Task:
Scan the entries below. Return every line that includes "None".

Data excerpts:

+ + +

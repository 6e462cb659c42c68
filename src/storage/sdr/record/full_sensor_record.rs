use crate::storage::sdr::linearization::{
    self, Coefficients, ConversionError, PackedCoefficients, NON_COEFFICIENT_BITS,
};

use super::*;

bitflags::bitflags! {
    /// Which of the characteristic readings of a full sensor record are
    /// specified.
    pub struct AnalogCharacteristics: u8 {
        const NOMINAL_READING = 1 << 0;
        const NORMAL_MAX = 1 << 1;
        const NORMAL_MIN = 1 << 2;
    }
}

#[derive(Debug, Clone, PartialEq)]
pub struct FullSensorRecord {
    pub header: RecordHeader,
    pub common: SensorRecordCommon,
    pub linearization: u8,
    /// M (10 bits) and tolerance (6 bits).
    pub m_tol: u16,
    /// B (10 bits) and the low 6 bits of the accuracy.
    pub b_acc: u16,
    /// High 4 bits of the accuracy, accuracy exponent and sensor direction.
    pub acc: u8,
    /// R (result) exponent in the high nibble, B exponent in the low nibble.
    pub rb_exp: u8,
    pub analog_flags: u8,
    pub nominal_reading: u8,
    pub normal_max: u8,
    pub normal_min: u8,
    pub sensor_max: u8,
    pub sensor_min: u8,
    pub upper_non_recoverable: u8,
    pub upper_critical: u8,
    pub upper_non_critical: u8,
    pub lower_non_recoverable: u8,
    pub lower_critical: u8,
    pub lower_non_critical: u8,
    pub positive_hysteresis: u8,
    pub negative_hysteresis: u8,
    pub reserved: [u8; 2],
    pub oem: u8,
    pub device_id: DeviceId,
}

impl FullSensorRecord {
    pub const BODY_LEN: usize = 42;

    /// Create an empty full sensor record with ID `id` and device ID `name`.
    pub fn new(id: RecordId, name: &str) -> Result<Self, DeviceIdTooLong> {
        Ok(Self {
            header: RecordHeader::new(id, RecordType::FullSensor),
            common: SensorRecordCommon::default(),
            linearization: 0,
            m_tol: 0,
            b_acc: 0,
            acc: 0,
            rb_exp: 0,
            analog_flags: 0,
            nominal_reading: 0,
            normal_max: 0,
            normal_min: 0,
            sensor_max: 0,
            sensor_min: 0,
            upper_non_recoverable: 0,
            upper_critical: 0,
            upper_non_critical: 0,
            lower_non_recoverable: 0,
            lower_critical: 0,
            lower_non_critical: 0,
            positive_hysteresis: 0,
            negative_hysteresis: 0,
            reserved: [0; 2],
            oem: 0,
            device_id: DeviceId::try_from(name)?,
        })
    }

    pub(super) fn parse(header: RecordHeader, body: &[u8]) -> Result<Self, ParseError> {
        let (fixed, device_id) = split_body(body, Self::BODY_LEN)?;
        let common = SensorRecordCommon::parse(fixed).ok_or(ParseError::NotEnoughData)?;
        let d = &fixed[SensorRecordCommon::LEN..];

        Ok(Self {
            header,
            common,
            linearization: d[0],
            m_tol: u16::from_le_bytes([d[1], d[2]]),
            b_acc: u16::from_le_bytes([d[3], d[4]]),
            acc: d[5],
            rb_exp: d[6],
            analog_flags: d[7],
            nominal_reading: d[8],
            normal_max: d[9],
            normal_min: d[10],
            sensor_max: d[11],
            sensor_min: d[12],
            upper_non_recoverable: d[13],
            upper_critical: d[14],
            upper_non_critical: d[15],
            lower_non_recoverable: d[16],
            lower_critical: d[17],
            lower_non_critical: d[18],
            positive_hysteresis: d[19],
            negative_hysteresis: d[20],
            reserved: [d[21], d[22]],
            oem: d[23],
            device_id,
        })
    }

    pub fn encode(&self) -> Vec<u8> {
        let mut body = Vec::with_capacity(Self::BODY_LEN);

        self.common.write(&mut body);
        body.push(self.linearization);
        body.extend_from_slice(&self.m_tol.to_le_bytes());
        body.extend_from_slice(&self.b_acc.to_le_bytes());
        body.extend_from_slice(&[
            self.acc,
            self.rb_exp,
            self.analog_flags,
            self.nominal_reading,
            self.normal_max,
            self.normal_min,
            self.sensor_max,
            self.sensor_min,
            self.upper_non_recoverable,
            self.upper_critical,
            self.upper_non_critical,
            self.lower_non_recoverable,
            self.lower_critical,
            self.lower_non_critical,
            self.positive_hysteresis,
            self.negative_hysteresis,
        ]);
        body.extend_from_slice(&self.reserved);
        body.push(self.oem);

        assemble(&self.header, &body, &self.device_id)
    }

    pub fn packed_coefficients(&self) -> PackedCoefficients {
        PackedCoefficients {
            m_tol: self.m_tol & !NON_COEFFICIENT_BITS,
            b_acc: self.b_acc & !NON_COEFFICIENT_BITS,
            rb_exp: self.rb_exp,
        }
    }

    pub fn coefficients(&self) -> Coefficients {
        self.packed_coefficients().unpack()
    }

    /// Store `coefficients`, leaving tolerance and accuracy untouched.
    pub fn set_coefficients(&mut self, coefficients: Coefficients) {
        let packed = coefficients.pack();

        self.m_tol = (self.m_tol & NON_COEFFICIENT_BITS) | packed.m_tol;
        self.b_acc = (self.b_acc & NON_COEFFICIENT_BITS) | packed.b_acc;
        self.rb_exp = packed.rb_exp;
    }

    /// Tolerance, in +/- half raw counts.
    pub fn tolerance(&self) -> u8 {
        ((self.m_tol & NON_COEFFICIENT_BITS) >> 8) as u8
    }

    /// Accuracy, in 1/100 percent scaled up by [`Self::accuracy_exponent`].
    pub fn accuracy(&self) -> u16 {
        let low = (self.b_acc & NON_COEFFICIENT_BITS) >> 8;
        let high = ((self.acc & 0xF0) as u16) << 2;
        high | low
    }

    pub fn accuracy_exponent(&self) -> u8 {
        (self.acc >> 2) & 0b11
    }

    pub fn direction(&self) -> Option<Direction> {
        Direction::try_from(self.acc & 0b11).ok()
    }

    pub fn linearization(&self) -> Linearization {
        Linearization::from(self.linearization)
    }

    pub fn analog_characteristics(&self) -> AnalogCharacteristics {
        AnalogCharacteristics::from_bits_truncate(self.analog_flags)
    }

    /// Convert `raw` using this record's coefficients and data format,
    /// whether or not the sensor reports analog readings.
    pub fn raw_to_value(&self, raw: u8) -> f64 {
        linearization::raw_to_value(&self.coefficients(), self.common.data_format(), raw)
    }

    pub fn value_to_raw(&self, value: f64) -> Result<u8, ConversionError> {
        linearization::value_to_raw(&self.coefficients(), self.common.data_format(), value)
    }

    /// Whether readings of this sensor are analog values.
    pub fn is_analog(&self) -> bool {
        self.common.event_reading_type().is_threshold() && self.common.data_format().is_analog()
    }

    pub fn nominal_value(&self) -> Option<f64> {
        if self
            .analog_characteristics()
            .contains(AnalogCharacteristics::NOMINAL_READING)
        {
            Some(self.raw_to_value(self.nominal_reading))
        } else {
            None
        }
    }

    pub fn threshold(&self, kind: ThresholdKind) -> u8 {
        match kind {
            ThresholdKind::LowerNonCritical => self.lower_non_critical,
            ThresholdKind::LowerCritical => self.lower_critical,
            ThresholdKind::LowerNonRecoverable => self.lower_non_recoverable,
            ThresholdKind::UpperNonCritical => self.upper_non_critical,
            ThresholdKind::UpperCritical => self.upper_critical,
            ThresholdKind::UpperNonRecoverable => self.upper_non_recoverable,
        }
    }

    fn threshold_mut(&mut self, kind: ThresholdKind) -> &mut u8 {
        match kind {
            ThresholdKind::LowerNonCritical => &mut self.lower_non_critical,
            ThresholdKind::LowerCritical => &mut self.lower_critical,
            ThresholdKind::LowerNonRecoverable => &mut self.lower_non_recoverable,
            ThresholdKind::UpperNonCritical => &mut self.upper_non_critical,
            ThresholdKind::UpperCritical => &mut self.upper_critical,
            ThresholdKind::UpperNonRecoverable => &mut self.upper_non_recoverable,
        }
    }

    pub fn threshold_value(&self, kind: ThresholdKind) -> f64 {
        self.raw_to_value(self.threshold(kind))
    }

    /// Set threshold `kind` to the raw equivalent of `value`.
    pub fn set_threshold(&mut self, kind: ThresholdKind, value: f64) -> Result<(), ConversionError> {
        let raw = self.value_to_raw(value)?;
        *self.threshold_mut(kind) = raw;
        Ok(())
    }
}

impl SensorRecord for FullSensorRecord {
    fn common(&self) -> &SensorRecordCommon {
        &self.common
    }

    fn reading_value(&self, raw: u8) -> Option<f64> {
        if self.is_analog() {
            Some(self.raw_to_value(raw))
        } else {
            None
        }
    }
}

#[cfg(test)]
mod tests {
    use super::*;

    fn fan() -> FullSensorRecord {
        let mut record = FullSensorRecord::new(RecordId::new_raw(5), "Fan 5").unwrap();

        record.common.sensor_number = 4;
        record.common.sensor_type = 0x04;
        record.common.event_reading_type = 0x01;
        record.common.base_unit = 18;
        record.common.discrete_reading_mask = 0x3F3F;
        record.set_coefficients(Coefficients::new(63, 0, 0, 0));
        record.lower_critical = 10;
        record.upper_critical = 200;
        record.analog_flags = 0x01;
        record.nominal_reading = 40;

        record
    }

    #[test]
    fn encode_layout() {
        let bytes = fan().encode();

        assert_eq!(
            hex::decode("05005101").unwrap(),
            &bytes[..4],
            "header"
        );
        assert_eq!(42 + 1 + 5, bytes[4] as usize);
        assert_eq!(HEADER_LEN + 48, bytes.len());
        // Sensor number, sensor type and reading type
        assert_eq!(0x04, bytes[HEADER_LEN + 2]);
        assert_eq!(0x04, bytes[HEADER_LEN + 7]);
        assert_eq!(0x01, bytes[HEADER_LEN + 8]);
        // M LS byte
        assert_eq!(63, bytes[HEADER_LEN + 19]);
        // ID type/length byte, then the ID
        assert_eq!(0xC5, bytes[HEADER_LEN + 42]);
        assert_eq!(b"Fan 5", &bytes[HEADER_LEN + 43..]);
    }

    #[test]
    fn round_trip() {
        let mut record = fan();
        record.reserved = [0xAB, 0xCD];
        record.oem = 0x77;
        record.m_tol |= 0x1500;

        let decoded = Record::decode(RecordType::FullSensor, &record.encode()).unwrap();

        assert_eq!(Record::FullSensor(record), decoded);
    }

    #[test]
    fn decode_captured_record() {
        // Full sensor record 0x0010, "CPU Temp": degrees C, M = 1, unsigned.
        let data = hex::decode(concat!(
            "1000510133",
            "2000300301",
            "7f680101",
            "800a800a",
            "3f00",
            "000100",
            "00",
            "01000000",
            "0000",
            "07",
            "285a05ff00",
            "5f5a55000005",
            "0202",
            "0000",
            "00",
            "c8",
            "4350552054656d70"
        ))
        .unwrap();

        let record = Record::decode(RecordType::FullSensor, &data).unwrap();
        let full = record.full_sensor().unwrap();

        assert_eq!(RecordId::new_raw(0x10), record.record_id());
        assert_eq!(RecordType::FullSensor, record.record_type());
        assert_eq!("CPU Temp", record.device_id().to_string());
        assert_eq!(0x30, full.sensor_number());
        assert_eq!(SensorType::Temperature, full.sensor_type());
        assert_eq!(Unit::DegreesCelsius, full.units().base_unit);
        assert_eq!(Coefficients::new(1, 0, 0, 0), full.coefficients());
        assert_eq!(Some(40.0), full.nominal_value());
        assert_eq!(95.0, full.threshold_value(ThresholdKind::UpperNonRecoverable));
        assert_eq!(Some(55.0), full.reading_value(55));
        assert_eq!(data, record.encode());
    }

    #[test]
    fn coefficients_preserve_tolerance_and_accuracy() {
        let mut record = fan();
        record.m_tol = 0x2A00;
        record.b_acc = 0x1500;
        record.acc = 0xA4;

        record.set_coefficients(Coefficients::new(-3, 100, -2, 1));

        assert_eq!(0x2A, record.tolerance());
        assert_eq!((0xA << 6) | 0x15, record.accuracy());
        assert_eq!(1, record.accuracy_exponent());
        assert_eq!(Coefficients::new(-3, 100, -2, 1), record.coefficients());
    }

    #[test]
    fn readings() {
        let record = fan();

        assert_eq!(Some(2646.0), record.reading_value(0x2A));
        assert_eq!(Some(2520.0), record.nominal_value());
        assert_eq!(630.0, record.threshold_value(ThresholdKind::LowerCritical));

        let mut discrete = fan();
        discrete.common.event_reading_type = 0x6F;
        assert_eq!(None, discrete.reading_value(0x2A));

        let mut no_analog = fan();
        no_analog.common.unit = 0xC0;
        assert_eq!(None, no_analog.reading_value(0x2A));
    }

    #[test]
    fn set_threshold() {
        let mut record = fan();

        record
            .set_threshold(ThresholdKind::UpperNonCritical, 6300.0)
            .unwrap();
        assert_eq!(100, record.upper_non_critical);

        record.set_coefficients(Coefficients::new(0, 0, 0, 0));
        assert_eq!(
            Err(ConversionError::CoefficientZero),
            record.set_threshold(ThresholdKind::UpperNonCritical, 1.0)
        );
    }

    #[test]
    fn name_too_long() {
        assert_eq!(
            Err(DeviceIdTooLong { len: 20 }),
            FullSensorRecord::new(RecordId::new_raw(1), "a name that is long!")
        );
    }
}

+ + +

Written answer:
            None
            None
        assert_eq!(None, discrete.reading_value(0x2A));
        assert_eq!(None, no_analog.reading_value(0x2A));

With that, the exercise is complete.